3.2. Downstream Impact of Dam Filling

To observe the impact of the filling process of the GERD reservoir on downstream locations, we calculated the number of inundated pixels and plotted the corresponding time-series (June 2017 to December 2020) to compare the increase/decrease of the amount of water on both sides (upstream and downstream) of GERD (Figure 4). Similarly, the water area in one of the areas of Lake Nasser, which is the reservoir of the Aswan Dam in Egypt, was also presented (Figure 5). Additionally, a small region (Figure 5a–c) towards one of the areas of Lake Nasser in Egypt was selected for visual–spatial analysis. To analyze the water inundation near GERD, two regions were selected for the analysis. The upstream region corresponds to a polygon with boundaries at (35.064°E, 11.165°N), (35.087°E, 11.154°N), (35.101°E, 11.220°N), and (35.093°E, 11.221°N) whereas the downstream region corresponds to a rectangular boundary with latitudinal extent of (11.210°N, 11.226°N) and longitudinal extent of (35.054°E, 35.087°E). In Figure 4, it was observed that the upstream of GERD in 2020 had four times the water inundated pixels as compared to the previous three years, with the number of inundated pixels (each pixel area is 900 m2) increased from approximately four times (2017 to 2020). In addition to this, there was no observed increase/decrease in the inundated pixels at the downstream end of GERD. For Lake Nasser, it was observed that the water inundated pixels showed a stable increase with no notable changes in the downstream end of GERD. This observation is again corroborated by the Sentinel-2 imagery in Figure 5a–c, where an increase in the water inundation was found at the Southern end of Lake Nasser.
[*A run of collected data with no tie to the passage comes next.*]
//! Segmentation metrics
//!
//! Accumulates thresholded Dice, IoU and F2 over the batches of one epoch.
//! Metrics are computed on sigmoid probabilities binarized at 0.5, matching
//! how predicted masks would be exported.

use burn::prelude::*;
use burn::tensor::activation;
use serde::{Deserialize, Serialize};

/// Threshold applied to sigmoid probabilities before counting
const THRESHOLD: f32 = 0.5;

/// Smoothing added to numerator and denominator
const EPS: f64 = 1e-7;

/// Averaged metric values for one epoch
#[derive(Debug, Clone, Copy, PartialEq, Serialize, Deserialize)]
pub struct EpochScores {
    pub dice: f64,
    pub iou: f64,
    pub f2: f64,
}

/// Running metric accumulator for one phase of one epoch
#[derive(Debug, Clone, Default)]
pub struct SegmentationMeter {
    dice_sum: f64,
    iou_sum: f64,
    f2_sum: f64,
    batches: usize,
}

impl SegmentationMeter {
    pub fn new() -> Self {
        Self::default()
    }

    /// Fold one batch into the running averages. `outputs` are raw logits
    /// with the same shape as `targets`.
    pub fn update<B: Backend>(&mut self, targets: &Tensor<B, 4>, outputs: &Tensor<B, 4>) {
        let preds = activation::sigmoid(outputs.clone())
            .greater_elem(THRESHOLD)
            .float();

        let tp: f64 = (preds.clone() * targets.clone()).sum().into_scalar().elem();
        let pred_sum: f64 = preds.sum().into_scalar().elem();
        let target_sum: f64 = targets.clone().sum().into_scalar().elem();

        let fp = pred_sum - tp;
        let fn_ = target_sum - tp;

        self.dice_sum += (2.0 * tp + EPS) / (pred_sum + target_sum + EPS);
        self.iou_sum += (tp + EPS) / (pred_sum + target_sum - tp + EPS);
        self.f2_sum += (5.0 * tp + EPS) / (5.0 * tp + 4.0 * fn_ + fp + EPS);
        self.batches += 1;
    }

    /// Average scores over the batches seen so far.
    pub fn epoch_summary(&self) -> EpochScores {
        let n = self.batches.max(1) as f64;
        EpochScores {
            dice: self.dice_sum / n,
            iou: self.iou_sum / n,
            f2: self.f2_sum / n,
        }
    }
}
The Sentinel-2 imagery corresponds to 18 June 2020, 18 July 2020, and 27 October 2020. This is an interesting observation that the expected increase in water inundation at the downstream end of GERD was not observed. This suggests that there is a need for further investigation of the regional hydrology to understand the anomalous increase in water extent at Lake Nasser. After fitting a second-order polynomial harmonic curve, Lake Nasser showed low water inundation pixels during July 2020 as the GERD reservoir filling process started (Figure 5d). A first-order time-series model was used to fit the trend and seasonality here. The model fitted to the time-series is given below:
y   =   β o   +   β 1   ×   t   +   β 2   ×   cos   ( 2   ×   π   ×   β 4   ×   t )   +   β 3   ×   sin   ( 2   ×   π   ×   β 4   ×   t )   +   e
where βi are the coefficients estimated by the model, and e is the error term associated with the above estimation model.
In contrast to the fitted curve, which shows a stable increase of water inundation, the observed values show low water inundation pixels during July 2020. Although low water inundation was observed for July 2020, the values for August and September have a lesser deviation from the fitted curve.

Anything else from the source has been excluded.